I awoke thinking of ashes.

No, there was not a fire inside or outside the house. I have been asked to speak at a Grief Share conference next month, and I chose the topic, “Grief After COVID.”

In the early days of COVID-19, some communities required cremation as a safety public health step. So, I was thinking about ashes.

In some parts of America, we have been averse to cremation, but during the early days of the pandemic, some were not given a choice.

My first experience with cremation was as a new pastor who was called by the funeral home to do a graveside service for someone who had been sent back to the area. As was my practice, I went by the funeral home to get the details of the person whose graveside service I would officiate.

The office was small, and as I leaned over the huge desk, I pushed aside a box that was in my line of sight. I ask the funeral director what viewing room the deceased had been placed in. He looked at me, smiled and said, “Actually, he is in the box you just moved.”

The man had been cremated and when the funeral home director reached over and picked up the box, it rattled. Nonchalantly, he said, “Don’t think they did a good job of sifting the ashes. Sounds like there’s something in there besides Mr. _________.”

In some way or another, we all end up as ashes. We may build great pyramids, or be laid out in lead-lined coffins, buried without a headstone or cremated, but in the end, we all end in ashes.

This is a common acknowledgement at funerals, with clergy often voicing a variation of a statement from The Book of Common Prayer: “We, therefore, commit this body to the ground, earth to earth, ashes to ashes, dust to dust; in sure and certain hope of the Resurrection to eternal life.”

So, knowing that, what happens in our lives between the time we are born and when we become ashes?

Genesis 3:19 puts it precisely, “By the sweat of your brow, you will eat your food until you return to the ground, since from it you were taken; for dust you are and to dust you will return.” What happens between birth and ashes is largely up to us.

During my years of living, I have buried a lot of folks. Rich or poor, church members or not, a violent death or a peaceful passing in one’s sleep, the outcome would be the same: ashes.

I have pastored some fairly wealthy folks and in their generosity, the churches were given parking lots, chimes, wings of new buildings, hymnals, and various and sundry other things. One congregation spent a pretty penny plaquing the gifts, noting the generosity of members.

At some point, it slowly dawned on me that all this stuff— as nice as it was and is— will one day be ashes.

I was serving on a trustee board that gave me the opportunity to encourage some of our more affluent members to consider gifts, which would carry no plaques but could change lives. Some listened and paid for students who could not afford a college education to get a college education.

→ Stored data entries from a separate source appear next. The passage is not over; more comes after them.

use crate::engine::stats::ConfidenceLevel;
use anyhow::{ensure, Context, Result};
use serde::{Deserialize, Serialize};
use std::collections::BTreeMap;
use std::path::Path;

/// Sport used when a request names a sport the model table does not know.
pub const FALLBACK_SPORT: &str = "basketball";
/// Regression table key holding the cross-sport defaults.
pub const DEFAULT_SPORT_KEY: &str = "default";
/// Per-sport catch-all metric key in the regression table.
pub const ANY_METRIC_KEY: &str = "anyMetric";

#[derive(Debug, Deserialize, Clone, PartialEq, Default)]
#[serde(default)]
pub struct Config {
    pub risk: RiskConfig,
    pub factors: FactorConfig,
    pub models: ModelConfig,
    pub regression: RegressionTable,
    pub calibration: CalibrationConfig,
}

/// Bankroll policy. Fractions are shares of bankroll in [0, 1].
#[derive(Debug, Deserialize, Clone, PartialEq)]
#[serde(default)]
pub struct RiskConfig {
    pub fraction_multiplier: f64,
    pub max_bet_percentage: f64,
    pub stop_loss_percentage: f64,
    pub stop_win_percentage: f64,
    pub max_open_bets: u32,
    pub max_consecutive_losses: u32,
}

impl Default for RiskConfig {
    fn default() -> Self {
        Self {
            fraction_multiplier: 0.5,
            max_bet_percentage: 0.1,
            stop_loss_percentage: 0.2,
            stop_win_percentage: 0.5,
            max_open_bets: 5,
            max_consecutive_losses: 3,
        }
    }
}

#[derive(Debug, Deserialize, Clone, PartialEq)]
#[serde(default)]
pub struct FactorConfig {
    pub base_probability: f64,
    pub confidence_level: ConfidenceLevel,
}

impl Default for FactorConfig {
    fn default() -> Self {
        Self {
            base_probability: 0.5,
            confidence_level: ConfidenceLevel::NinetyFive,
        }
    }
}

#[derive(Debug, Deserialize, Serialize, Clone, Copy, PartialEq, Eq)]
#[serde(rename_all = "lowercase")]
pub enum ScoringType {
    Goals,
    Points,
    Runs,
}

impl ScoringType {
    /// Upper bound (exclusive) of the Poisson score grid.
    pub fn max_score(self) -> u32 {
        match self {
            ScoringType::Goals => 10,
            ScoringType::Points | ScoringType::Runs => 20,
        }
    }
}

#[derive(Debug, Deserialize, Clone, Copy, PartialEq)]
pub struct SportParams {
    pub k_factor: f64,
    /// Elo points added to the home side's rating.
    pub home_advantage: f64,
    pub default_rating: f64,
    pub scoring_type: ScoringType,
}

impl SportParams {
    const fn new(k_factor: f64, home_advantage: f64, scoring_type: ScoringType) -> Self {
        Self {
            k_factor,
            home_advantage,
            default_rating: 1500.0,
            scoring_type,
        }
    }
}

const BASKETBALL: SportParams = SportParams::new(32.0, 100.0, ScoringType::Points);

#[derive(Debug, Deserialize, Serialize, Clone, Copy, PartialEq)]
#[serde(default)]
pub struct BlendWeights {
    pub regression: f64,
    pub elo: f64,
    pub poisson: f64,
}

impl Default for BlendWeights {
    fn default() -> Self {
        Self {
            regression: 0.4,
            elo: 0.4,
            poisson: 0.2,
        }
    }
}

#[derive(Debug, Deserialize, Clone, PartialEq)]
#[serde(default)]
pub struct ModelConfig {
    pub blend: BlendWeights,
    pub sports: BTreeMap<String, SportParams>,
    /// Weights of the linear regression sub-model, keyed by feature name.
    pub feature_weights: BTreeMap<String, f64>,
    /// Per-sport replacements for individual feature weights.
    pub feature_overrides: BTreeMap<String, BTreeMap<String, f64>>,
}

impl Default for ModelConfig {
    fn default() -> Self {
        let sports = [
            ("basketball", BASKETBALL),
            ("football", SportParams::new(24.0, 70.0, ScoringType::Goals)),
            ("baseball", SportParams::new(20.0, 50.0, ScoringType::Runs)),
            ("hockey", SportParams::new(28.0, 60.0, ScoringType::Goals)),
            ("soccer", SportParams::new(24.0, 80.0, ScoringType::Goals)),
        ];
        let feature_weights = [
            ("homeAdvantage", 0.1),
            ("recentForm", 0.3),
            ("headToHead", 0.2),
            ("restDays", 0.1),
            ("injuries", 0.1),
            ("weather", 0.1),
            ("venue", 0.1),
        ];
        let feature_overrides = [
            ("baseball", vec![("weather", 0.15), ("homeAdvantage", 0.08)]),
            ("soccer", vec![("homeAdvantage", 0.15), ("venue", 0.15)]),
        ];

        Self {
            blend: BlendWeights::default(),
            sports: sports
                .into_iter()
                .map(|(k, v)| (k.to_string(), v))
                .collect(),
            feature_weights: weights(&feature_weights),
            feature_overrides: feature_overrides
                .into_iter()
                .map(|(sport, w)| (sport.to_string(), weights(&w)))
                .collect(),
        }
    }
}

fn weights(pairs: &[(&str, f64)]) -> BTreeMap<String, f64> {
    pairs.iter().map(|(k, v)| (k.to_string(), *v)).collect()
}

impl ModelConfig {
    /// Elo/Poisson parameters for `sport`, falling back to basketball.
    pub fn sport_params(&self, sport: &str) -> SportParams {
        if let Some(p) = self.sports.get(sport) {
            return *p;
        }
        tracing::warn!(sport, fallback = FALLBACK_SPORT, "unknown sport, using fallback model parameters");
        self.sports.get(FALLBACK_SPORT).copied().unwrap_or(BASKETBALL)
    }

    /// Base feature weights with the sport's overrides applied.
    pub fn feature_weights_for(&self, sport: &str) -> BTreeMap<String, f64> {
        let mut out = self.feature_weights.clone();
        if let Some(overrides) = self.feature_overrides.get(sport) {
            for (k, v) in overrides {
                out.insert(k.clone(), *v);
            }
        }
        out
    }
}

/// Regression-to-the-mean parameters for one metric.
#[derive(Debug, Deserialize, Clone, Copy, PartialEq)]
pub struct MetricProfile {
    /// Share of an observed deviation expected to fade, in [0, 1].
    pub factor: f64,
    /// Sample size at which observed and prior carry equal weight.
    pub stabilization_point: f64,
    pub std_dev: f64,
}

impl MetricProfile {
    const fn new(factor: f64, stabilization_point: f64, std_dev: f64) -> Self {
        Self {
            factor,
            stabilization_point,
            std_dev,
        }
    }
}

const GLOBAL_FALLBACK_PROFILE: MetricProfile = MetricProfile::new(0.65, 40.0, 0.1);

/// Where a resolved [`MetricProfile`] came from.
#[derive(Debug, Clone, Copy, PartialEq, Eq, Serialize)]
#[serde(rename_all = "snake_case")]
pub enum TableSource {
    /// The sport's own entry for the metric.
    Exact,
    /// The sport's `anyMetric` entry.
    SportFallback,
    /// The metric's entry under the `default` sport.
    DefaultSport,
    /// `default.anyMetric`, or the built-in profile if that is missing too.
    GlobalFallback,
}

impl TableSource {
    pub fn is_fallback(self) -> bool {
        self != TableSource::Exact
    }
}

/// sport -> metric -> profile
#[derive(Debug, Deserialize, Clone, PartialEq)]
#[serde(transparent)]
pub struct RegressionTable(pub BTreeMap<String, BTreeMap<String, MetricProfile>>);

impl Default for RegressionTable {
    fn default() -> Self {
        let rows: &[(&str, &[(&str, MetricProfile)])] = &[
            (
                "basketball",
                &[
                    ("threePointPercentage", MetricProfile::new(0.70, 750.0, 0.05)),
                    ("freeThrowPercentage", MetricProfile::new(0.55, 250.0, 0.08)),
                    ("fieldGoalPercentage", MetricProfile::new(0.60, 400.0, 0.04)),
                    ("winPercentage", MetricProfile::new(0.65, 70.0, 0.15)),
                    ("pointsPerGame", MetricProfile::new(0.40, 20.0, 5.0)),
                    ("assistsPerGame", MetricProfile::new(0.30, 15.0, 1.5)),
                ],
            ),
            (
                "baseball",
                &[
                    ("battingAverage", MetricProfile::new(0.80, 500.0, 0.025)),
                    ("onBasePercentage", MetricProfile::new(0.65, 350.0, 0.03)),
                    ("sluggingPercentage", MetricProfile::new(0.75, 450.0, 0.05)),
                    ("era", MetricProfile::new(0.70, 500.0, 0.75)),
                    ("winPercentage", MetricProfile::new(0.85, 100.0, 0.1)),
                ],
            ),
            (
                "football",
                &[
                    ("passCompletionPercentage", MetricProfile::new(0.65, 300.0, 0.05)),
                    ("yardsPerAttempt", MetricProfile::new(0.75, 400.0, 1.0)),
                    ("winPercentage", MetricProfile::new(0.80, 48.0, 0.2)),
                    ("fieldGoalPercentage", MetricProfile::new(0.70, 100.0, 0.07)),
                ],
            ),
            (
                "soccer",
                &[
                    ("scoringRate", MetricProfile::new(0.78, 40.0, 0.1)),
                    ("winPercentage", MetricProfile::new(0.75, 60.0, 0.15)),
                    ("cleanSheetRate", MetricProfile::new(0.68, 35.0, 0.12)),
                    ("goalConversionRate", MetricProfile::new(0.80, 120.0, 0.04)),
                ],
            ),
            (
                "hockey",
                &[
                    ("shootingPercentage", MetricProfile::new(0.75, 300.0, 0.03)),
                    ("savePercentage", MetricProfile::new(0.65, 1500.0, 0.015)),
                    ("winPercentage", MetricProfile::new(0.70, 82.0, 0.12)),
                ],
            ),
            (
                DEFAULT_SPORT_KEY,
                &[
                    ("winPercentage", MetricProfile::new(0.70, 50.0, 0.15)),
                    ("scoringRate", MetricProfile::new(0.75, 30.0, 0.1)),
                    (ANY_METRIC_KEY, GLOBAL_FALLBACK_PROFILE),
                ],
            ),
        ];

        RegressionTable(
            rows.iter()
                .map(|(sport, metrics)| {
                    let metrics: BTreeMap<String, MetricProfile> = metrics
                        .iter()
                        .map(|(m, p)| (m.to_string(), *p))
                        .collect();
                    (sport.to_string(), metrics)
                })
                .collect(),
        )
    }
}

impl RegressionTable {
    /// Look up the profile for `sport`/`metric`.
    ///
    /// A known sport falls back to its own `anyMetric`, then to
    /// `default.anyMetric`. An unknown sport reads the `default` table
    /// instead, metric first, then `anyMetric`.
    pub fn resolve(&self, sport: &str, metric: &str) -> (MetricProfile, TableSource) {
        let global = || {
            self.0
                .get(DEFAULT_SPORT_KEY)
                .and_then(|t| t.get(ANY_METRIC_KEY))
                .copied()
                .unwrap_or(GLOBAL_FALLBACK_PROFILE)
        };

        let (profile, source) = match self.0.get(sport) {
            Some(table) => {
                if let Some(p) = table.get(metric) {
                    return (*p, TableSource::Exact);
                }
                match table.get(ANY_METRIC_KEY) {
                    Some(p) => (*p, TableSource::SportFallback),
                    None => (global(), TableSource::GlobalFallback),
                }
            }
            None => match self.0.get(DEFAULT_SPORT_KEY).and_then(|t| t.get(metric)) {
                Some(p) => (*p, TableSource::DefaultSport),
                None => (global(), TableSource::GlobalFallback),
            },
        };

        tracing::warn!(sport, metric, source = ?source, "regression table has no entry, using fallback profile");
        (profile, source)
    }
}

#[derive(Debug, Deserialize, Clone, PartialEq)]
#[serde(default)]
pub struct CalibrationConfig {
    pub num_bins: usize,
}

impl Default for CalibrationConfig {
    fn default() -> Self {
        Self { num_bins: 10 }
    }
}

impl Config {
    pub fn load(path: &Path) -> Result<Self> {
        let content = std::fs::read_to_string(path)
            .with_context(|| format!("Failed to read config file: {}", path.display()))?;
        let config: Config = toml::from_str(&content)
            .with_context(|| "Failed to parse config TOML")?;
        config.validate()?;
        Ok(config)
    }

    /// Reject settings no engine call could accept.
    pub fn validate(&self) -> Result<()> {
        let unit = [
            ("risk.fraction_multiplier", self.risk.fraction_multiplier),
            ("risk.max_bet_percentage", self.risk.max_bet_percentage),
            ("risk.stop_loss_percentage", self.risk.stop_loss_percentage),
            ("risk.stop_win_percentage", self.risk.stop_win_percentage),
            ("factors.base_probability", self.factors.base_probability),
        ];
        for (name, v) in unit {
            ensure!((0.0..=1.0).contains(&v), "{} must be within [0, 1], got {}", name, v);
        }
        ensure!(self.calibration.num_bins > 0, "calibration.num_bins must be positive");

        let blend = self.models.blend;
        for (name, w) in [
            ("models.blend.regression", blend.regression),
            ("models.blend.elo", blend.elo),
            ("models.blend.poisson", blend.poisson),
        ] {
            ensure!(w.is_finite() && w >= 0.0, "{} must be a non-negative number, got {}", name, w);
        }
        // the blend renormalises over these two when Poisson is absent
        ensure!(
            blend.regression + blend.elo > 0.0,
            "models.blend regression and elo weights cannot both be 0"
        );

        for (sport, p) in &self.models.sports {
            ensure!(
                p.k_factor.is_finite() && p.k_factor > 0.0,
                "models.sports.{}.k_factor must be positive, got {}",
                sport,
                p.k_factor
            );
            ensure!(
                p.home_advantage.is_finite() && p.default_rating.is_finite(),
                "models.sports.{} has a non-finite home_advantage or default_rating",
                sport
            );
        }

        for (sport, metrics) in &self.regression.0 {
            for (metric, p) in metrics {
                ensure!(
                    (0.0..=1.0).contains(&p.factor) && p.stabilization_point > 0.0 && p.std_dev > 0.0,
                    "regression.{}.{} has an out-of-range profile",
                    sport,
                    metric
                );
            }
        }
        Ok(())
    }
}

Some wisdom accumulated in me bubbled up like an old percolator, revealing something so obvious I should have seen it years before: everything we get, make, acquire, achieve, possess, buy and store will stay in this world. The only thing that moves on from this world into the next are people.

In my part of the world, there is a particular and pronounced pattern of life that goes like this: work, acquire, gather, expand, store and then simplify, downsize, throw out, give away, sell, trade or dispose of.

Much of the years of our lives are spent gathering stuff, managing stuff and then pushing stuff out the door. So, a great question to ask is, “What have you done with your life to make a difference in the lives of others?”

What have you given or given up to help ensure folks around you to have enough?

In a world where love is often as rare as water in the desert, what have you done to foster hope with those who struggle to be hopeful?

How have you shared not only the good news of Jesus but demonstrated love and kindness like Jesus?

Because at the end, all become ashes.